As Palestinian mothers have protested, Hamas favors using impressionable youngsters for suicide bombings and shootouts-virtually children, between ages 14 and 22. Manipulatively, Hamas fires rockets at Israel from private fields and apartment buildings. The Israelis respond-bombing the fields, leveling the apartment buildings. Now the unemployed farmer and homeless family must find someone to support them. Hamas waits with open arms-and loaded weapons-for their newest members. Their popularity rises, their schools fill, more rockets shoot off. Hezbollah has applied this strategy-bomb, rebuild, bomb-to make the whole of south Lebanon beholden to their infrastructure.
These groups sacrifice their own people to gain political stature. Will their globally minded partners not also strike at the West?
Islamic fundamentalism is the boogeyman of our terror fears. But the right-wing response is also riddled with blind spots. They fail to realize how Islamism becomes a desirable option from a Middle Eastern perspective.
The region has found itself producing lots of wealth without most people seeing any of it. Americans often think the solution lies in plugging into globalization: regime change plus culture change. But the governments that promote Westernization there have been brutally undemocratic.
And, while global capitalism claims to bring a free market of choices, Western options (from food and dress to morals and traditions) often win out over the local ones. The most authentic gives way to the most efficient. Middle Eastern societies naturally resent this.
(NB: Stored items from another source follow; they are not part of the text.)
use serde::Serialize;
use ts_rs::TS;

use super::entities::Notification;

/// 通知列表响应
#[derive(Debug, Serialize, TS)]
#[ts(export, export_to = "notification.ts")]
pub struct NotificationListResponse {
    pub items: Vec<Notification>,
    pub total: usize,
}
America crushed almost every ember of socialism during the Cold War. Thus, a return to Islam has become the main alternative to a globalizing system that seems to favor values and interests antithetical to Middle Easterners.
A clash of civilizations will get us nowhere. Even Israel, with no respite from extremist threats, knows that there is also no purely military solution to the local dangers. As long as the people of the region feel deprived of enfranchising alternatives, violence will be easy to foment. Backdoor racism isn't the answer. Neither are front-door invasions. We must leave our ideologies at the region's door and sort the problems out as they are experienced by its people.